Заметив рыжий отсвет под ногами, Нарыяна обернулась, засеменила к шаману:
– Как она, Тайах-ойуун?
– Кости целы, ссадины и царапины сойдут. Что же до души Тураах, все зависит от внутренней силы.
Нарыяна молчала, заглядывала в лицо старого шамана полными слез глазами. Не понимает.
Тайах вздохнул, заговорил медленно, чеканя каждое слово:
– То не лихоманка-знобуха. То перековка. Так начинается тропа шамана. Дочери твоей, коли сдюжит, отныне только этой тропой следовать. И мальчику тоже.
Бессильно опустились руки. Губы дрогнули, беззвучно повторяя слова ойууна: тропой, тропой шамана. Тайах ждал.
– О татай![14] – простонала Нарыяна, цепляясь за рукав шаманского кафтана. – Верни ее, почтенный ойуун! Не дай моей Тураах потеряться на путях Трехмирья…
– Вернуть? – он прищурился, на потемневших от лет щеках проступили морщинки, будто резец искусного мастера прочертил. – Ступил на тропу – не сойдешь уже.
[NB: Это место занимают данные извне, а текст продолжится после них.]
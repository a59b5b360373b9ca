//! Folds extracted transitions into the intermediate model.

use timelineforge_core::timeline::ObjectRef;
use timelineforge_core::{ConversionError, Result, ShapeViolation, TransitionPart};

use crate::shape::ExtractedTransition;
use crate::stage1::{ConvValue, Provider, Stage1};

/// How a transition's temporary value was recorded.
#[derive(Debug, Clone, Copy, PartialEq, Eq)]
pub enum Claim {
    /// First action to claim the value.
    New,
    /// An earlier action claimed the value with the same footprint.
    Merged,
}

/// Records one accepted transition in `model`.
///
/// Adds the `from -> temporary` and `temporary -> final` edges, stamps the
/// temporary value with the action's footprint and registers the value as
/// provider of the resource it makes available.
pub fn apply(model: &mut Stage1, transition: &ExtractedTransition) -> Result<Claim> {
    let reject = |violation| ConversionError::action_shape(transition.action.clone(), violation);

    let timeline = model.timeline_mut(&transition.timeline).ok_or_else(|| {
        reject(ShapeViolation::NotATimeline {
            fluent: transition.timeline.clone(),
        })
    })?;
    timeline.add_transition(&transition.from, &transition.temporary);
    timeline.add_transition(&transition.temporary, &transition.final_value);

    let value = timeline.value_mut(&transition.temporary).ok_or_else(|| {
        reject(ShapeViolation::UnknownValue {
            timeline: transition.timeline.clone(),
            value: transition.temporary.clone(),
            part: TransitionPart::Temporary,
        })
    })?;

    if let Some(claimed_by) = &value.action {
        if !same_footprint(value, transition) {
            return Err(reject(ShapeViolation::ConflictingValueClaim {
                timeline: transition.timeline.clone(),
                value: transition.temporary.clone(),
                claimed_by: claimed_by.clone(),
            }));
        }
        // Every providing action counts as its own provider.
        if let Some(provided) = &transition.provides {
            let provider_count = model
                .resource(&provided.resource)
                .map_or(0, |r| r.providers.len());
            return Err(ConversionError::ResourceProviderConflict {
                resource: provided.resource.clone(),
                provider_count: provider_count + 1,
            });
        }
        return Ok(Claim::Merged);
    }

    value.fixed_duration = Some(transition.duration);
    value.action = Some(transition.action.clone());
    value.consumes = transition.consumes.iter().cloned().collect();
    value.provides = transition.provides.clone();

    if let Some(provided) = &transition.provides {
        let resource = model.resource_mut(&provided.resource).ok_or_else(|| {
            reject(ShapeViolation::NotAResource {
                fluent: provided.resource.clone(),
            })
        })?;
        if !resource.providers.is_empty() {
            return Err(ConversionError::ResourceProviderConflict {
                resource: resource.name.clone(),
                provider_count: resource.providers.len() + 1,
            });
        }
        resource.providers.push(Provider {
            timeline: ObjectRef::named(transition.timeline.clone()),
            value: transition.temporary.clone(),
            amount: provided.amount,
        });
    }
    Ok(Claim::New)
}

fn same_footprint(value: &ConvValue, transition: &ExtractedTransition) -> bool {
    value.fixed_duration == Some(transition.duration)
        && value.provides == transition.provides
        && value.consumes.iter().eq(transition.consumes.iter())
}
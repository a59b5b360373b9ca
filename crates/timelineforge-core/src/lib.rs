//! TimelineForge Core - model types for timeline conversion
//!
//! This crate provides the types shared by the TimelineForge crates:
//! - Planning types describing the source temporal-planning problem
//! - Timeline types describing the token-based target problem
//! - The conversion error taxonomy

pub mod error;
pub mod planning;
pub mod timeline;

pub use error::{ActionPoint, ConversionError, Result, ShapeViolation, TransitionPart};
pub use planning::{DurativeAction, Expr, FluentApp, FluentDecl, PlanningProblem, ValueType};
pub use timeline::{
    Condition, DurationBounds, ObjectRef, StaticToken, TemporalCondition, TemporalRelation,
    Timeline, TimelineProblem, TokenTime, TokenType,
};
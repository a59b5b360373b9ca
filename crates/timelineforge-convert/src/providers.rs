//! Provider consistency check and lookup table.

use std::collections::HashMap;

use timelineforge_core::{ConversionError, Result};

use crate::stage1::Stage1;

/// A provider whose timeline reference has been resolved.
#[derive(Debug, Clone, PartialEq, Eq)]
pub struct ResolvedProvider {
    pub timeline: String,
    pub value: String,
    pub amount: u32,
}

/// Providers of every resource, with timeline references resolved.
#[derive(Debug, Clone, Default)]
pub struct ProviderTable {
    resources: Vec<String>,
    providers: Vec<Vec<ResolvedProvider>>,
    indices: HashMap<String, usize>,
}

impl ProviderTable {
    pub fn providers_of(&self, resource: &str) -> &[ResolvedProvider] {
        self.indices
            .get(resource)
            .map(|&i| self.providers[i].as_slice())
            .unwrap_or(&[])
    }

    /// Amount `value` of `timeline` provides. With several matches the last
    /// registered one wins; `0` when the value provides nothing.
    pub fn capacity_of(&self, timeline: &str, value: &str) -> u32 {
        self.providers
            .iter()
            .flatten()
            .filter(|p| p.timeline == timeline && p.value == value)
            .last()
            .map_or(0, |p| p.amount)
    }

    /// Resource names in declaration order.
    pub fn resources(&self) -> impl Iterator<Item = &str> {
        self.resources.iter().map(String::as_str)
    }

    fn push(&mut self, resource: &str, providers: Vec<ResolvedProvider>) {
        self.indices.insert(resource.to_string(), self.resources.len());
        self.resources.push(resource.to_string());
        self.providers.push(providers);
    }
}

/// Checks that every resource has exactly one provider value and resolves
/// the providers' timeline references.
///
/// Resources are checked in declaration order; the first offending one is
/// reported.
pub fn check_providers(model: &Stage1) -> Result<ProviderTable> {
    let mut table = ProviderTable::default();
    for resource in model.resources() {
        let conflict = |provider_count| ConversionError::ResourceProviderConflict {
            resource: resource.name.clone(),
            provider_count,
        };
        if resource.providers.len() != 1 {
            return Err(conflict(resource.providers.len()));
        }

        let mut resolved = Vec::new();
        for provider in &resource.providers {
            let timelines = provider.timeline.resolve(model.timeline_classes());
            if timelines.is_empty() {
                return Err(conflict(0));
            }
            resolved.extend(timelines.into_iter().map(|timeline| ResolvedProvider {
                timeline: timeline.to_string(),
                value: provider.value.clone(),
                amount: provider.amount,
            }));
        }
        table.push(&resource.name, resolved);
    }
    Ok(table)
}

#[cfg(test)]
mod tests {
    use super::*;
    use crate::stage1::{ConvResource, ConvTimeline, Provider};
    use timelineforge_core::timeline::ObjectRef;

    fn model(providers: Vec<Provider>) -> Stage1 {
        let mut model = Stage1::new();
        for name in ["gen(g1)", "gen(g2)"] {
            model.add_timeline(ConvTimeline::new(
                name,
                "gen",
                &["Off".into(), "Running".into()],
            ));
        }
        let mut power = ConvResource::new("power");
        power.providers = providers;
        model.add_resource(power);
        model
    }

    fn running(timeline: ObjectRef, amount: u32) -> Provider {
        Provider {
            timeline,
            value: "Running".to_string(),
            amount,
        }
    }

    #[test]
    fn test_single_provider() {
        let model = model(vec![running(ObjectRef::named("gen(g1)"), 3)]);
        let table = check_providers(&model).unwrap();

        assert_eq!(
            table.providers_of("power"),
            &[ResolvedProvider {
                timeline: "gen(g1)".to_string(),
                value: "Running".to_string(),
                amount: 3,
            }]
        );
        assert_eq!(table.capacity_of("gen(g1)", "Running"), 3);
        assert_eq!(table.capacity_of("gen(g2)", "Running"), 0);
        assert_eq!(table.capacity_of("gen(g1)", "Off"), 0);
        assert_eq!(table.resources().collect::<Vec<_>>(), vec!["power"]);
    }

    #[test]
    fn test_class_reference_resolved() {
        let model = model(vec![running(ObjectRef::any_of_class("gen"), 1)]);
        let table = check_providers(&model).unwrap();

        let timelines: Vec<_> = table
            .providers_of("power")
            .iter()
            .map(|p| p.timeline.as_str())
            .collect();
        assert_eq!(timelines, vec!["gen(g1)", "gen(g2)"]);
        assert_eq!(table.capacity_of("gen(g2)", "Running"), 1);
    }

    #[test]
    fn test_missing_provider() {
        let err = check_providers(&model(Vec::new())).unwrap_err();
        assert_eq!(
            err,
            ConversionError::ResourceProviderConflict {
                resource: "power".to_string(),
                provider_count: 0,
            }
        );
    }

    #[test]
    fn test_two_providers() {
        let model = model(vec![
            running(ObjectRef::named("gen(g1)"), 1),
            running(ObjectRef::named("gen(g2)"), 1),
        ]);
        assert!(matches!(
            check_providers(&model),
            Err(ConversionError::ResourceProviderConflict {
                provider_count: 2,
                ..
            })
        ));
    }

    #[test]
    fn test_unresolvable_reference() {
        let model = model(vec![running(ObjectRef::named("boiler"), 1)]);
        assert!(matches!(
            check_providers(&model),
            Err(ConversionError::ResourceProviderConflict { .. })
        ));
    }
}
//! Expression trees for conditions, effect values and goals.

use std::collections::HashMap;
use std::fmt;

/// Application of a fluent to arguments, e.g. `at(rover1, base)`.
#[derive(Debug, Clone, PartialEq)]
#[cfg_attr(feature = "serde", derive(serde::Serialize, serde::Deserialize))]
pub struct FluentApp {
    pub name: String,
    pub args: Vec<Expr>,
}

impl FluentApp {
    pub fn new(name: impl Into<String>, args: Vec<Expr>) -> Self {
        Self {
            name: name.into(),
            args,
        }
    }

    /// Returns the ground key `name(a1, a2)`, or `name` for a nullary fluent.
    ///
    /// Returns `None` while any argument is not an object constant.
    pub fn ground_key(&self) -> Option<String> {
        let args = self
            .args
            .iter()
            .map(|a| a.as_object().map(str::to_owned))
            .collect::<Option<Vec<_>>>()?;
        Some(ground_name(&self.name, &args))
    }

    /// Ground key if available, otherwise the textual form (for diagnostics).
    pub fn display_key(&self) -> String {
        self.ground_key().unwrap_or_else(|| self.to_string())
    }

    pub fn substitute(&self, bindings: &HashMap<&str, &str>) -> FluentApp {
        FluentApp {
            name: self.name.clone(),
            args: self.args.iter().map(|a| a.substitute(bindings)).collect(),
        }
    }
}

impl fmt::Display for FluentApp {
    fn fmt(&self, f: &mut fmt::Formatter<'_>) -> fmt::Result {
        if self.args.is_empty() {
            return write!(f, "{}", self.name);
        }
        write!(f, "{}(", self.name)?;
        for (i, arg) in self.args.iter().enumerate() {
            if i > 0 {
                write!(f, ", ")?;
            }
            write!(f, "{}", arg)?;
        }
        write!(f, ")")
    }
}

/// Renders the name of a ground instance: `name(a1, a2, ...)`.
pub fn ground_name(name: &str, args: &[String]) -> String {
    if args.is_empty() {
        name.to_string()
    } else {
        format!("{}({})", name, args.join(", "))
    }
}

/// An expression node in the source planning model.
#[derive(Debug, Clone, PartialEq)]
#[cfg_attr(feature = "serde", derive(serde::Serialize, serde::Deserialize))]
pub enum Expr {
    Bool(bool),
    Int(i64),
    Real(f64),
    /// A named object constant.
    Object(String),
    /// Reference to an action parameter, replaced during grounding.
    Param(String),
    Fluent(FluentApp),
    Eq(Box<Expr>, Box<Expr>),
    Not(Box<Expr>),
    And(Vec<Expr>),
    Or(Vec<Expr>),
}

impl Expr {
    pub fn object(name: impl Into<String>) -> Self {
        Expr::Object(name.into())
    }

    pub fn param(name: impl Into<String>) -> Self {
        Expr::Param(name.into())
    }

    pub fn int(value: i64) -> Self {
        Expr::Int(value)
    }

    /// A ground fluent whose arguments are all object constants.
    pub fn fluent<I, S>(name: impl Into<String>, args: I) -> Self
    where
        I: IntoIterator<Item = S>,
        S: Into<String>,
    {
        Expr::Fluent(FluentApp::new(
            name,
            args.into_iter().map(|a| Expr::Object(a.into())).collect(),
        ))
    }

    pub fn eq(lhs: Expr, rhs: Expr) -> Self {
        Expr::Eq(Box::new(lhs), Box::new(rhs))
    }

    #[allow(clippy::should_implement_trait)]
    pub fn not(inner: Expr) -> Self {
        Expr::Not(Box::new(inner))
    }

    pub fn is_true(&self) -> bool {
        matches!(self, Expr::Bool(true))
    }

    pub fn as_int(&self) -> Option<i64> {
        match self {
            Expr::Int(v) => Some(*v),
            _ => None,
        }
    }

    pub fn as_object(&self) -> Option<&str> {
        match self {
            Expr::Object(name) => Some(name),
            _ => None,
        }
    }

    pub fn as_fluent(&self) -> Option<&FluentApp> {
        match self {
            Expr::Fluent(app) => Some(app),
            _ => None,
        }
    }

    /// The timeline value this constant denotes: an object name, or
    /// `true`/`false` for boolean constants.
    pub fn value_name(&self) -> Option<String> {
        match self {
            Expr::Object(name) => Some(name.clone()),
            Expr::Bool(b) => Some(b.to_string()),
            _ => None,
        }
    }

    /// Replaces every bound parameter reference by its object.
    pub fn substitute(&self, bindings: &HashMap<&str, &str>) -> Expr {
        match self {
            Expr::Param(name) => match bindings.get(name.as_str()) {
                Some(obj) => Expr::Object((*obj).to_string()),
                None => self.clone(),
            },
            Expr::Fluent(app) => Expr::Fluent(app.substitute(bindings)),
            Expr::Eq(a, b) => Expr::eq(a.substitute(bindings), b.substitute(bindings)),
            Expr::Not(e) => Expr::not(e.substitute(bindings)),
            Expr::And(es) => Expr::And(es.iter().map(|e| e.substitute(bindings)).collect()),
            Expr::Or(es) => Expr::Or(es.iter().map(|e| e.substitute(bindings)).collect()),
            Expr::Bool(_) | Expr::Int(_) | Expr::Real(_) | Expr::Object(_) => self.clone(),
        }
    }
}

impl fmt::Display for Expr {
    fn fmt(&self, f: &mut fmt::Formatter<'_>) -> fmt::Result {
        match self {
            Expr::Bool(b) => write!(f, "{}", b),
            Expr::Int(v) => write!(f, "{}", v),
            Expr::Real(v) => write!(f, "{}", v),
            Expr::Object(name) => write!(f, "{}", name),
            Expr::Param(name) => write!(f, "?{}", name),
            Expr::Fluent(app) => write!(f, "{}", app),
            Expr::Eq(a, b) => write!(f, "({} == {})", a, b),
            Expr::Not(e) => write!(f, "(not {})", e),
            Expr::And(es) => write_joined(f, es, " and "),
            Expr::Or(es) => write_joined(f, es, " or "),
        }
    }
}

fn write_joined(f: &mut fmt::Formatter<'_>, es: &[Expr], sep: &str) -> fmt::Result {
    write!(f, "(")?;
    for (i, e) in es.iter().enumerate() {
        if i > 0 {
            write!(f, "{}", sep)?;
        }
        write!(f, "{}", e)?;
    }
    write!(f, ")")
}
Не дает она выбора. Слабых ломает, выпивает разум или жизнь. Но я бы не назвал это выбором.
Пальцы Нарыяны разжались, она упала на колени и закрыла лицо руками.
– Не лей слез напрасно, дождемся рассвета. Глядишь, хватит сил у Тураах перековаться, – смягчился Тайах-ойуун. Нарыяна всхлипнула и зарыдала пуще прежнего.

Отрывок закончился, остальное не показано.